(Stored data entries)
○ ○ ○ ○ ○
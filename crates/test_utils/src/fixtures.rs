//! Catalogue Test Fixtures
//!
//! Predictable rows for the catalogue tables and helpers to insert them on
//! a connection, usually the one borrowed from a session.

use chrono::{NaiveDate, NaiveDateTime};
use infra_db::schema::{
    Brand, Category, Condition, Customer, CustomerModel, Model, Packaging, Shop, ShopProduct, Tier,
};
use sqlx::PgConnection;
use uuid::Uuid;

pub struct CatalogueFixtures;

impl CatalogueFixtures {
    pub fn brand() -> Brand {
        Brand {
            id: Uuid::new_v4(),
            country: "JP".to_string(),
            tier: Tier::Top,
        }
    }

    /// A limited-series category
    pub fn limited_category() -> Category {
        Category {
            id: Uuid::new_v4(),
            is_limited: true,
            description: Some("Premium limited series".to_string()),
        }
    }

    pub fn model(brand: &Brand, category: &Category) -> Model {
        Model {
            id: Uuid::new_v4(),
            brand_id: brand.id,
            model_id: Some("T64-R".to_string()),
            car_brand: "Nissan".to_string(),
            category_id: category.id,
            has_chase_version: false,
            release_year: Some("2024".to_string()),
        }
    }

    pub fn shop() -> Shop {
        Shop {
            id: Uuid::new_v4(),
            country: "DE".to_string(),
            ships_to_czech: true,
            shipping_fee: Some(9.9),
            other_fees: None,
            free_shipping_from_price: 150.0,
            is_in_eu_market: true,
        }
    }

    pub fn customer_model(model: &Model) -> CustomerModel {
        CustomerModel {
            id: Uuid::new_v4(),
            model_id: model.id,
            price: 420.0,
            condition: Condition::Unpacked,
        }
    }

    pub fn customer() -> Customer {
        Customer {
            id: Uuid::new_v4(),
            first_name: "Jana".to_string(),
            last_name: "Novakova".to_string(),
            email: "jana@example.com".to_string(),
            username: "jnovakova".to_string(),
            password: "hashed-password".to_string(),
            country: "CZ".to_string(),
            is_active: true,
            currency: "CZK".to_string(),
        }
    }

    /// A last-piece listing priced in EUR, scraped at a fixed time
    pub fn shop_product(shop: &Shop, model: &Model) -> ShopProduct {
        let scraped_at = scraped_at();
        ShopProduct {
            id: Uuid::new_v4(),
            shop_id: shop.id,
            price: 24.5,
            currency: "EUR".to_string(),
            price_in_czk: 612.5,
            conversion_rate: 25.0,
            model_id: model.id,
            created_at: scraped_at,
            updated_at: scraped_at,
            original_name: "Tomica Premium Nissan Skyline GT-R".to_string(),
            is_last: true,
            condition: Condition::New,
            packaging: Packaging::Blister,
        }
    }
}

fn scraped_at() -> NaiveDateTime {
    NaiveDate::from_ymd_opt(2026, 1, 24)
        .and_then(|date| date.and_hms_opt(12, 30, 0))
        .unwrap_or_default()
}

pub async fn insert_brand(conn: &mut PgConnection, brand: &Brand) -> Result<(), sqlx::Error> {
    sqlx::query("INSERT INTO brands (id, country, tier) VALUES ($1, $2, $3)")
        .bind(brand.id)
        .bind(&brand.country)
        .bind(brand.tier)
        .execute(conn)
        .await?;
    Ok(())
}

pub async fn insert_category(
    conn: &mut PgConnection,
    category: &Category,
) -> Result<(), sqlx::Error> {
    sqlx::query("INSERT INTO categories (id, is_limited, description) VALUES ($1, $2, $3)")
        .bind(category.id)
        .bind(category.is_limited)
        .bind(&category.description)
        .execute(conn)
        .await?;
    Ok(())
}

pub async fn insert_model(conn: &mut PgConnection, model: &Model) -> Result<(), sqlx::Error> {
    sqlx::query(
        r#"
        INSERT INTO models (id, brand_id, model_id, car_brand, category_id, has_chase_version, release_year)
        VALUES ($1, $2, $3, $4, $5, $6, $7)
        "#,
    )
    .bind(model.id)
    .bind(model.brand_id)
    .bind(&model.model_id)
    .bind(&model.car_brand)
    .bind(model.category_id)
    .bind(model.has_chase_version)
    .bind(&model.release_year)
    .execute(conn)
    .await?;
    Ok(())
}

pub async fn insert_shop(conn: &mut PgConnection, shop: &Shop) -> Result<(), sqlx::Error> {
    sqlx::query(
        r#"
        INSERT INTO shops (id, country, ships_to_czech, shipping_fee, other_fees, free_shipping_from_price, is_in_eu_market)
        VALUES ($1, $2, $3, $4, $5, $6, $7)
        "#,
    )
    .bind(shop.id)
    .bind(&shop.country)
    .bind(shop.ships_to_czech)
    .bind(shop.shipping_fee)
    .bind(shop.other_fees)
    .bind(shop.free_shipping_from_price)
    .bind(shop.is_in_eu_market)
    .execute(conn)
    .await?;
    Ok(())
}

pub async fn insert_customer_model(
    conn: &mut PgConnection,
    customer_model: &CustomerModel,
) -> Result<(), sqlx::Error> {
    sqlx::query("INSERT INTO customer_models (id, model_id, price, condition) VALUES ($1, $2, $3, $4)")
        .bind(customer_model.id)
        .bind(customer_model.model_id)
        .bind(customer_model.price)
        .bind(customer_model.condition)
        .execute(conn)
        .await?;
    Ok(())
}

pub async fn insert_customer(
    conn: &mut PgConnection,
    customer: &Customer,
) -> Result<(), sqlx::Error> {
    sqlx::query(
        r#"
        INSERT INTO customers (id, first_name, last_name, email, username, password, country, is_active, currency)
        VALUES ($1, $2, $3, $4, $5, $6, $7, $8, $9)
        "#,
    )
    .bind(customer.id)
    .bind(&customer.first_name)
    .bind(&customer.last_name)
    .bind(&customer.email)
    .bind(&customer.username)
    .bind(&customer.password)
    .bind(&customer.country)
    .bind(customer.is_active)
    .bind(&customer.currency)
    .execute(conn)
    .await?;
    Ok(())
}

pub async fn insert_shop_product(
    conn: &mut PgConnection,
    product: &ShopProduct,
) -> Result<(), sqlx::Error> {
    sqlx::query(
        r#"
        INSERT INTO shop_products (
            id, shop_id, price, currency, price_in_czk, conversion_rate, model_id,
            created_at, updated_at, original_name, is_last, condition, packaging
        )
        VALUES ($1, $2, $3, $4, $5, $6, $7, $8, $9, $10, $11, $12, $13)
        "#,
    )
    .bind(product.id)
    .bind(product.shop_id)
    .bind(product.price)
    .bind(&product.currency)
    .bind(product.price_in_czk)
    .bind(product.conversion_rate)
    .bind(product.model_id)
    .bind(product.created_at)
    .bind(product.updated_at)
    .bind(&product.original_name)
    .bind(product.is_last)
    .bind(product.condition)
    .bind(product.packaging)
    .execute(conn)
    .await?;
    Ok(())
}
○ ○ ○ ○ ○
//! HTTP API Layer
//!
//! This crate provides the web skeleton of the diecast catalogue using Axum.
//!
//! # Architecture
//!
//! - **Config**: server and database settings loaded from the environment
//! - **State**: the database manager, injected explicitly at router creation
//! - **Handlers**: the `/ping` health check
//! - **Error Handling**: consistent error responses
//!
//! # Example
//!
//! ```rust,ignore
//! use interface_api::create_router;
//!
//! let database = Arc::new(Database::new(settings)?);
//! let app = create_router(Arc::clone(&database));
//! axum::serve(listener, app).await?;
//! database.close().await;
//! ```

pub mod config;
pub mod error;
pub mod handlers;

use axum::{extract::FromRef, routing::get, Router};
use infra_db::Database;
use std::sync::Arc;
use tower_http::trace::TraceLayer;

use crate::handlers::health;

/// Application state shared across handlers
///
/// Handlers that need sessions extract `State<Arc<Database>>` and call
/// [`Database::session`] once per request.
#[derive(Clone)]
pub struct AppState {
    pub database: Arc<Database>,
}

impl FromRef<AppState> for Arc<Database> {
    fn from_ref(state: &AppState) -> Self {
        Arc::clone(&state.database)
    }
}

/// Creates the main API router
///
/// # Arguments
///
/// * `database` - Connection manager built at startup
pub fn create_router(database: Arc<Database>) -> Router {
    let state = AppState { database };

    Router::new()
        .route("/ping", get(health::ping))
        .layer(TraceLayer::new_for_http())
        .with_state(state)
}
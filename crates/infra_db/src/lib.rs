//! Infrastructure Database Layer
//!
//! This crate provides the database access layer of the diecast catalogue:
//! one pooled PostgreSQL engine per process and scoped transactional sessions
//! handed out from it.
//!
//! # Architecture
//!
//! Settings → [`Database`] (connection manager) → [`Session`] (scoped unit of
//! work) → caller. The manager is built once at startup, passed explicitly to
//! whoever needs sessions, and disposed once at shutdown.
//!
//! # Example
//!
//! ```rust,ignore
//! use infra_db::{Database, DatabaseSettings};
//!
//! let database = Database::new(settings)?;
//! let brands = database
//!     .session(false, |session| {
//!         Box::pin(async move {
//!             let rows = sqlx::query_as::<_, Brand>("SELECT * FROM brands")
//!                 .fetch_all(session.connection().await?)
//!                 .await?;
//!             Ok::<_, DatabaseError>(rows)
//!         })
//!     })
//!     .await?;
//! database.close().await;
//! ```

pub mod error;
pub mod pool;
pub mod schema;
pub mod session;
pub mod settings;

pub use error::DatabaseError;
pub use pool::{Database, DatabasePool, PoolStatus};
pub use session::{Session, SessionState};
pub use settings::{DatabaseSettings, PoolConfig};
○ ○ ○ ○ ○
Try it:
Where a line of the data holds the word "DatabaseSettings", copy that line.

Answer space:
//! use infra_db::{Database, DatabaseSettings};
pub use settings::{DatabaseSettings, PoolConfig};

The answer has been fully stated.